『トッケビ』から『破墓/パミョ』まで 観る者を惹きつけるキム・ゴウンの非凡な才能

観る者を惹きつけるキム・ゴウンの非凡な才能

 キム・ゴウンが出演している韓国映画『破墓/パミョ』が10月18日から日本公開されている。同作は第74回ベルリン国際映画祭のワールドプレミアとして上映、世界133カ国で公開が決定し、先に公開された韓国では約1200万人の動員となり、2024年の韓国No.1ヒットを記録した。キム・ゴウンは、巫堂(ムーダン ※1)の「ファリム」役を演じている。

『破墓/パミョ』©2024 SHOWBOX AND PINETOWN PRODUCTION ALL RIGHTS RESERVED.

 “墓に隠された恐ろしい秘密を掘り返すサスペンススリラー”と銘打たれた鬼才チャン・ジェヒョン監督による同作は、跡継ぎが代々謎の病気にかかるという家族から、お祓いを行う巫堂のファリムと祈祷を捧げる弟子のボンギル(イ・ドヒョン)が、桁違いの報酬で依頼を受けたことからすべてが始まる。冒頭から、キム・ゴウンがこの物語の重要な役割を担うであろうことが暗示され、依頼主のもとに到着するとすぐに原因が先祖の墓だと気づき、墓地を見る風水師サンドク(チェ・ミンシク)と改葬を仕切る葬儀師ヨングン(ユ・ヘジン)と合流。4人はお祓いと改葬を同時に行うが、墓を掘り起こすことによって、不可解な出来事と対峙することとなる。

 解明できない現象と向き合う巫堂という役を演じるにあたり、「ファリムは若いですが、能力があって認められていて、プロフェッショナルな巫堂です。その姿をきちんと表現しようとしました」と、『破墓/パミョ』の制作発表会でコメント(※2)していたキム・ゴウン。幸運なことに同作のプロモーションで公式初来日したキム・ゴウンに直接インタビューする機会に恵まれたのだが、特異な巫堂のファリム役と実に真摯に向き合ったことを確信させられ、彼女こそがまさにプロフェッショナルの極みであるとも感じさせられた。そして、役から離れると、とても可憐でチャーミングな女性でもあると実感した。

第60回百想芸術大賞でのキム・ゴウン(写真:アフロ)

 同作でキム・ゴウンは、韓国のゴールデングローブ賞といわれる第60回百想(ペクサン)芸術大賞の最優秀主演女優賞を受賞し、授賞式の壇上では「(撮影をした)去年は個人的に大変でつらい思いをした1年でしたが、幸いにも仕事では楽しい現場に出会えて、癒しであり楽しみでした」と涙ぐみながら『破墓/パミョ』に出演した感謝と受賞の喜びを語っていた。引く手あまたの俳優業の裏で悩みを抱えながらも、受賞という栄誉に輝き、もはやその折り紙付きの演技力は国内外に知れわたっている。そんな彼女はこれまでどのような道をたどってきたのか、ここで確かめたい。

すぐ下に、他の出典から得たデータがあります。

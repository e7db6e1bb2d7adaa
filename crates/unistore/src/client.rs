use reqwest::{Client, StatusCode};
use serde::de::DeserializeOwned;

use crate::models::{App, SearchResponse, Store};
use crate::CatalogError;

const UDB_API_URL: &str = "https://udb-api.lightsage.dev";
const EXTRAS_API_URL: &str = "https://twlmenu-extras.api.hansol.ca";

/// Client for the Universal-DB and TWiLight Menu++ extras APIs
pub struct CatalogClient {
    client: Client,
    udb_url: String,
    extras_url: String,
}

impl CatalogClient {
    pub fn new(client: Client) -> Self {
        Self {
            client,
            udb_url: UDB_API_URL.to_string(),
            extras_url: EXTRAS_API_URL.to_string(),
        }
    }

    pub fn with_base_urls(
        client: Client,
        udb_url: impl Into<String>,
        extras_url: impl Into<String>,
    ) -> Self {
        Self {
            client,
            udb_url: udb_url.into(),
            extras_url: extras_url.into(),
        }
    }

    pub(crate) fn search_url(&self, store: Store, query: &str) -> String {
        let query = urlencoding::encode(query);
        match store {
            Store::Udb => format!("{}/search/{}", self.udb_url, query),
            Store::Skins(skins) => format!(
                "{}/search/{}/{}",
                self.extras_url,
                urlencoding::encode(skins.display_name()),
                query
            ),
        }
    }

    pub(crate) fn random_url(&self, store: Store) -> String {
        match store {
            Store::Udb => format!("{}/random", self.udb_url),
            Store::Skins(skins) => format!(
                "{}/random/{}",
                self.extras_url,
                urlencoding::encode(skins.display_name())
            ),
        }
    }

    async fn get_json<T: DeserializeOwned>(&self, url: &str) -> crate::Result<T> {
        tracing::debug!("Querying catalog: {}", url);
        let response = self.client.get(url).send().await?;

        match response.status() {
            StatusCode::OK => Ok(response.json().await?),
            StatusCode::UNPROCESSABLE_ENTITY => Err(CatalogError::Validation),
            status => Err(CatalogError::UnexpectedStatus(status.as_u16())),
        }
    }

    /// Search a store. An empty result list is not an error.
    pub async fn search(&self, store: Store, query: &str) -> crate::Result<Vec<App>> {
        let response: SearchResponse = self.get_json(&self.search_url(store, query)).await?;
        Ok(response.results)
    }

    /// Random picks from a store (the API answers with a list)
    pub async fn random(&self, store: Store) -> crate::Result<Vec<App>> {
        self.get_json(&self.random_url(store)).await
    }
}

#[cfg(test)]
mod tests {
    use super::*;
    use crate::models::SkinStore;

    #[test]
    fn test_urls() {
        let client = CatalogClient::new(Client::new());
        assert_eq!(
            client.search_url(Store::Udb, "twilight menu"),
            "https://udb-api.lightsage.dev/search/twilight%20menu"
        );
        assert_eq!(
            client.search_url(Store::Skins(SkinStore::NintendoDsi), "pink"),
            "https://twlmenu-extras.api.hansol.ca/search/Nintendo%20DSi/pink"
        );
        assert_eq!(client.random_url(Store::Udb), "https://udb-api.lightsage.dev/random");
        assert_eq!(
            client.random_url(Store::Skins(SkinStore::Font)),
            "https://twlmenu-extras.api.hansol.ca/random/Font"
        );
    }
}
use std::path::PathBuf;

use sha2::{Digest, Sha256};

use crate::error::PersistenceError;

/// SHA-256 of a document
pub fn content_hash(bytes: &[u8]) -> [u8; 32] {
    Sha256::digest(bytes).into()
}

/// Single-file store for the last processed feed document.
///
/// Writes go to a sibling `.tmp` file which is then renamed over the
/// snapshot, so readers see either the old or the new document in full.
pub struct SnapshotStore {
    path: PathBuf,
}

impl SnapshotStore {
    pub fn new(path: impl Into<PathBuf>) -> Self {
        Self { path: path.into() }
    }

    fn tmp_path(&self) -> PathBuf {
        let mut name = self
            .path
            .file_name()
            .map(|name| name.to_os_string())
            .unwrap_or_default();
        name.push(".tmp");
        self.path.with_file_name(name)
    }

    /// Read the snapshot. `None` if it does not exist yet.
    pub async fn load(&self) -> Result<Option<Vec<u8>>, PersistenceError> {
        match tokio::fs::read(&self.path).await {
            Ok(bytes) => Ok(Some(bytes)),
            Err(e) if e.kind() == std::io::ErrorKind::NotFound => Ok(None),
            Err(source) => Err(PersistenceError::Read {
                path: self.path.clone(),
                source,
            }),
        }
    }

    /// Replace the snapshot atomically.
    pub async fn save(&self, bytes: &[u8]) -> Result<(), PersistenceError> {
        let write_err = |source| PersistenceError::Write {
            path: self.path.clone(),
            source,
        };

        if let Some(parent) = self.path.parent() {
            if !parent.as_os_str().is_empty() {
                tokio::fs::create_dir_all(parent).await.map_err(write_err)?;
            }
        }

        let tmp_path = self.tmp_path();
        tokio::fs::write(&tmp_path, bytes).await.map_err(write_err)?;

        if let Err(e) = tokio::fs::rename(&tmp_path, &self.path).await {
            let _ = tokio::fs::remove_file(&tmp_path).await;
            return Err(write_err(e));
        }

        tracing::debug!("Saved snapshot to {} ({} bytes)", self.path.display(), bytes.len());
        Ok(())
    }
}
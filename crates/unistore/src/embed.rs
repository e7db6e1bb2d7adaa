use discord::Embed;

use crate::models::{App, SkinStore, Store};
use crate::slug::web_name;

const UDB_COLOR: u32 = 0x1d8056;
const SKINS_COLOR: u32 = 0xda4a53;

const UNIVERSAL_TEAM_AVATAR: &str = "https://avatars.githubusercontent.com/u/49733679?s=400&v=4";
const DS_HOMEBREW_AVATAR: &str = "https://avatars.githubusercontent.com/u/46971470?s=400&v=4";
const EXTRAS_ICONS: &str =
    "https://raw.githubusercontent.com/DS-Homebrew/twlmenu-extras/master/unistore/icons";

/// Parse a `#rrggbb` colour. Anything else yields `None`.
fn parse_color(color: &str) -> Option<u32> {
    u32::from_str_radix(color.strip_prefix('#')?, 16).ok()
}

/// Render a catalog entry
pub fn app_embed(app: &App, store: Store) -> Embed {
    let mut embed = Embed::new()
        .title(&app.title)
        .author(&app.author, app.avatar.clone())
        .url(format!("{}{}", store.page_base_url(app), web_name(&app.title)));

    if let Some(color) = app.color.as_deref().and_then(parse_color) {
        embed = embed.color(color);
    }

    if let Some(thumbnail) = app
        .icon
        .as_ref()
        .or(app.image.as_ref())
        .or(app.avatar.as_ref())
    {
        embed = embed.thumbnail(thumbnail);
    }

    if let Some(description) = &app.description {
        embed = embed.description(description);
    }

    embed
}

/// Store overview shown when no search term is given
pub fn landing_embed(store: Store) -> Embed {
    let skins = match store {
        Store::Udb => {
            return Embed::new()
                .title("Universal-DB")
                .color(UDB_COLOR)
                .url("https://db.universal-team.net/")
                .author("Universal-Team", None)
                .thumbnail(UNIVERSAL_TEAM_AVATAR)
                .description("A database of DS and 3DS homebrew");
        }
        Store::Skins(skins) => skins,
    };

    let (title, thumbnail, description) = match skins {
        SkinStore::Unlaunch => (
            "Unlaunch Backgrounds",
            DS_HOMEBREW_AVATAR.to_string(),
            "Custom backgrounds for Unlaunch",
        ),
        SkinStore::NintendoDsi => (
            "DSi Menu Skins",
            format!("{}/dsi.png", EXTRAS_ICONS),
            "Custom skins for TWiLight Menu++'s DSi Menu theme",
        ),
        SkinStore::R4Original => (
            "R4 Original Menu Skins",
            format!("{}/r4.png", EXTRAS_ICONS),
            "Custom skins for TWiLight Menu++'s R4 Original Menu theme",
        ),
        SkinStore::Nintendo3ds => (
            "3DS Menu Skins",
            format!("{}/3ds.png", EXTRAS_ICONS),
            "Custom skins for TWiLight Menu++'s 3DS Menu theme",
        ),
        SkinStore::Font => (
            "TWiLight Menu++ Fonts",
            format!("{}/font.png", EXTRAS_ICONS),
            "Custom fonts for TWiLight Menu++",
        ),
        SkinStore::Icon => (
            "TWiLight Menu++ Icons",
            DS_HOMEBREW_AVATAR.to_string(),
            "Custom icons for TWiLight Menu++",
        ),
    };

    Embed::new()
        .title(title)
        .color(SKINS_COLOR)
        .url(format!("https://skins.ds-homebrew.com/{}/", skins.slug()))
        .author("DS-Homebrew", None)
        .thumbnail(thumbnail)
        .description(description)
}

 キム・ゴウンは、1991年7月2日生まれの現在、33歳。ソウル出身だが、幼少期から10年間、中国で過ごしていたため、中国語が堪能なことでも知られている。父親の影響で映画好きとなり、韓国に帰国後は当初、制作側に興味があったが、俳優業を勧められて演じる側へ。2012年の大学生の時、映画『ウンギョ 青い蜜』のオーディションに合格し、センセーショナルなデビューを果たす。

『ウンギョ 青い蜜』©︎2012 LOTTE ENTERTAINMENT All Rights Reserved.

 同作は、当時30代だったパク・ヘイルが特殊メイクを施して70歳の国民的詩人イ・ジョギョ役となり、キム・ゴウン演じる初々しい女子高生ウンギョと出会ったことで巻き起こる、嫉妬と欲望が描かれている。妄想シーンや詩人の弟子との濡れ場もあり、若さと勢いで突っ走る幼いウンギョを瑞々しく、そして大胆に披露。韓国のアカデミー賞といわれる「大鐘(テジョン)賞」ほか、各映画賞の新人賞を総なめにした。